TASK DESCRIPTION: Under this line are the records; write out word for word the part that begins at the line containing "Missing keys take" and ends at the line containing "the process environment.", and no more.

(DATASET EXTRACT Opens)

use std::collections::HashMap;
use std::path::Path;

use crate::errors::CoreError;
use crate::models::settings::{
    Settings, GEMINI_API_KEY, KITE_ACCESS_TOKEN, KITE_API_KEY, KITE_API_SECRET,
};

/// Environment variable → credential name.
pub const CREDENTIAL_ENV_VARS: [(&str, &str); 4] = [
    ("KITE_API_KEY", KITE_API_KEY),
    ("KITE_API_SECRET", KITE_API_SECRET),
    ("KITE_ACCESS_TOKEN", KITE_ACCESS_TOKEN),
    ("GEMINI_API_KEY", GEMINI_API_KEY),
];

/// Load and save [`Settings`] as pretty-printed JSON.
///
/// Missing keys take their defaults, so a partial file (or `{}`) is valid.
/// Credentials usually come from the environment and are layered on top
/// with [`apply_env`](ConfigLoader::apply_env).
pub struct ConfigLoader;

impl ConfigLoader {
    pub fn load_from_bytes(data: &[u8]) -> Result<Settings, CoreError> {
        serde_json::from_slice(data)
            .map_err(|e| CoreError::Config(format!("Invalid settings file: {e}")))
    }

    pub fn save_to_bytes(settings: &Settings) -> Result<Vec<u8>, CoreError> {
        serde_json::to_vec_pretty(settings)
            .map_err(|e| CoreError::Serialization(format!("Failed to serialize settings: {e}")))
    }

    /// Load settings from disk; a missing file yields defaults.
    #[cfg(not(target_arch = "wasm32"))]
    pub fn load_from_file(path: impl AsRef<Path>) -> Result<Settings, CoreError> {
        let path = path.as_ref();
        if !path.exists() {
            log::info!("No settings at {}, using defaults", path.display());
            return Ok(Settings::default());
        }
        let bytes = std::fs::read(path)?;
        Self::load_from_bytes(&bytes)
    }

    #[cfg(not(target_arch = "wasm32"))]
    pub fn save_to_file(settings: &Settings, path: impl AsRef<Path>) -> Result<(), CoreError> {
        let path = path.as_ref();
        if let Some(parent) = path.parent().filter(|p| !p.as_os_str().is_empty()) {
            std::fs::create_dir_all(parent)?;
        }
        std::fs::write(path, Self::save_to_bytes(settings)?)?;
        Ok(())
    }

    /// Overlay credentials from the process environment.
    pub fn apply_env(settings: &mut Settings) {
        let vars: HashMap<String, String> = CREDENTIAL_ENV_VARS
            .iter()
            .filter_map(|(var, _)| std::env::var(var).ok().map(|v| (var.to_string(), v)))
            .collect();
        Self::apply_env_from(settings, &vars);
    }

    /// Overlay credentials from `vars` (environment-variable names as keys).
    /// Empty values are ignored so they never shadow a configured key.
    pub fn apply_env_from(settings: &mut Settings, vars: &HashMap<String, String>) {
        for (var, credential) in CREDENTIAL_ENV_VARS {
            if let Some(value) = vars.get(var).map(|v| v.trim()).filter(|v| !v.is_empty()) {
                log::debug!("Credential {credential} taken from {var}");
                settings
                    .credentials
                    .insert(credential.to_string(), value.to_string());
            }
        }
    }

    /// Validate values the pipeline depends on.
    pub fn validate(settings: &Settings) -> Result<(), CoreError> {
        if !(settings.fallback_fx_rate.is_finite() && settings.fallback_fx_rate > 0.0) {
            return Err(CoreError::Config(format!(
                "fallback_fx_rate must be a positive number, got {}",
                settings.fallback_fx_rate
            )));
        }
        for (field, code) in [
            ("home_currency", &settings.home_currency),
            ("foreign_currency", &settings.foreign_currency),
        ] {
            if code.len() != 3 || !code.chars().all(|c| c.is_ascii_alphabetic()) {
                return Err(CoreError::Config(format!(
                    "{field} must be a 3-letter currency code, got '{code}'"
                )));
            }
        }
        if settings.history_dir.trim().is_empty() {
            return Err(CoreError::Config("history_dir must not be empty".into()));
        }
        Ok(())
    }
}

(DATASET EXTRACT Closes)
(DATASET EXTRACT Opens)

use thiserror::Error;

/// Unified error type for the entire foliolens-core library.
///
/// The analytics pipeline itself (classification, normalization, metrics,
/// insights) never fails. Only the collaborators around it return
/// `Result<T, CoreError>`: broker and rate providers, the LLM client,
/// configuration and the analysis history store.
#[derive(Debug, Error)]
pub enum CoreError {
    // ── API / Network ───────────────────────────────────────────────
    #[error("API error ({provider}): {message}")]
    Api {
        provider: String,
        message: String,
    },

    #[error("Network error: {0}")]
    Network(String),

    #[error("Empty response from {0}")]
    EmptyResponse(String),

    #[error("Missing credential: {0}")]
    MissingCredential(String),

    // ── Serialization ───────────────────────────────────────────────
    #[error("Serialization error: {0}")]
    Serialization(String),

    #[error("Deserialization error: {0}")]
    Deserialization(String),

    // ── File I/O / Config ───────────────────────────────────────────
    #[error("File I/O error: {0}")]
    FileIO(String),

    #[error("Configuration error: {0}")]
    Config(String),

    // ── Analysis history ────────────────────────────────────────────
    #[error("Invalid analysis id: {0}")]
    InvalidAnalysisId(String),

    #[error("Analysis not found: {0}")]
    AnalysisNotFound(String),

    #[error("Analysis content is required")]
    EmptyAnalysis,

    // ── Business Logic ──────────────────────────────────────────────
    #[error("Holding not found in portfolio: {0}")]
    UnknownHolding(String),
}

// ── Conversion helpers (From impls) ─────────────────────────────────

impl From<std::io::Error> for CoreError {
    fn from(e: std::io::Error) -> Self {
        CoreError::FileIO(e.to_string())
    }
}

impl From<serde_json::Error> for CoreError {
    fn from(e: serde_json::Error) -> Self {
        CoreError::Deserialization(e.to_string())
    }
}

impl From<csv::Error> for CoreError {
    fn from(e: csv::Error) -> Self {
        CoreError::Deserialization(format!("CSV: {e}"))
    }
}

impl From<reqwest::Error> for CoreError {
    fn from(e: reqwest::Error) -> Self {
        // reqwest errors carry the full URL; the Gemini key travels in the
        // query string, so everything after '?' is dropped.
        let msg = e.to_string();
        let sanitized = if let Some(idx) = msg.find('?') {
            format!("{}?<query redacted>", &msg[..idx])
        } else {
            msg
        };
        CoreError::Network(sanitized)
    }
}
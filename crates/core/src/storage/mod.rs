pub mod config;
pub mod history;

(DATASET EXTRACT Closes)
(DATASET EXTRACT Opens)

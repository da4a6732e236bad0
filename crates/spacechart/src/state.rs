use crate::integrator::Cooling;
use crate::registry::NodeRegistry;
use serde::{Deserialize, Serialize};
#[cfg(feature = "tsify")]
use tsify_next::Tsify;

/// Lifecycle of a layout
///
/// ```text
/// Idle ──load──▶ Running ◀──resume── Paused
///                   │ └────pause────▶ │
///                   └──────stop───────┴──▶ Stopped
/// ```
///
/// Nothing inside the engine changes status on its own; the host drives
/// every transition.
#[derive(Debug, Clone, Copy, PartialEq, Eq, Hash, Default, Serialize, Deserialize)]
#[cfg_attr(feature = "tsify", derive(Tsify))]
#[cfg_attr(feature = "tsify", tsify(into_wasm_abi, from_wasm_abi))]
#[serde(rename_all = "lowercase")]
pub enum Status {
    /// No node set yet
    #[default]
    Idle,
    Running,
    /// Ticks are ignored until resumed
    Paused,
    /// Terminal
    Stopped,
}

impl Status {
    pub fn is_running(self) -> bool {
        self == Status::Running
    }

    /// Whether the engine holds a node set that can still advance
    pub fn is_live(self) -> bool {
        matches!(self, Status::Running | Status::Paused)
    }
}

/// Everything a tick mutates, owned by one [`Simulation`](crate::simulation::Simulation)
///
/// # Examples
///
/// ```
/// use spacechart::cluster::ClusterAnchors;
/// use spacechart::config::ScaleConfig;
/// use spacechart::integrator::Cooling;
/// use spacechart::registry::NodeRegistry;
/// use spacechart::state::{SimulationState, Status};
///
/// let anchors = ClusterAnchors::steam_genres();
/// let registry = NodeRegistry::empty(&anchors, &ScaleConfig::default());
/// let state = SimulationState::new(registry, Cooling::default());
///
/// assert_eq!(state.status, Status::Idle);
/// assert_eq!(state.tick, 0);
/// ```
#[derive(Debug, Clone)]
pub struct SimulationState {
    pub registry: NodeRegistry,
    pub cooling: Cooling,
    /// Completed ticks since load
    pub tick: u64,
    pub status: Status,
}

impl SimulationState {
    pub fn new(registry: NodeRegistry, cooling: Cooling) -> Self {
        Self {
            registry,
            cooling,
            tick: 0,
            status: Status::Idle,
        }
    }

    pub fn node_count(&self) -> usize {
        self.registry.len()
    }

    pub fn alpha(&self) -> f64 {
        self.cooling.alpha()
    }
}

(DATASET EXTRACT Closes)

OUTPUT OF THE TASK:
/// Missing keys take their defaults, so a partial file (or `{}`) is valid.
/// Credentials usually come from the environment and are layered on top
/// with [`apply_env`](ConfigLoader::apply_env).
pub struct ConfigLoader;

impl ConfigLoader {
    pub fn load_from_bytes(data: &[u8]) -> Result<Settings, CoreError> {
        serde_json::from_slice(data)
            .map_err(|e| CoreError::Config(format!("Invalid settings file: {e}")))
    }

    pub fn save_to_bytes(settings: &Settings) -> Result<Vec<u8>, CoreError> {
        serde_json::to_vec_pretty(settings)
            .map_err(|e| CoreError::Serialization(format!("Failed to serialize settings: {e}")))
    }

    /// Load settings from disk; a missing file yields defaults.
    #[cfg(not(target_arch = "wasm32"))]
    pub fn load_from_file(path: impl AsRef<Path>) -> Result<Settings, CoreError> {
        let path = path.as_ref();
        if !path.exists() {
            log::info!("No settings at {}, using defaults", path.display());
            return Ok(Settings::default());
        }
        let bytes = std::fs::read(path)?;
        Self::load_from_bytes(&bytes)
    }

    #[cfg(not(target_arch = "wasm32"))]
    pub fn save_to_file(settings: &Settings, path: impl AsRef<Path>) -> Result<(), CoreError> {
        let path = path.as_ref();
        if let Some(parent) = path.parent().filter(|p| !p.as_os_str().is_empty()) {
            std::fs::create_dir_all(parent)?;
        }
        std::fs::write(path, Self::save_to_bytes(settings)?)?;
        Ok(())
    }

    /// Overlay credentials from the process environment.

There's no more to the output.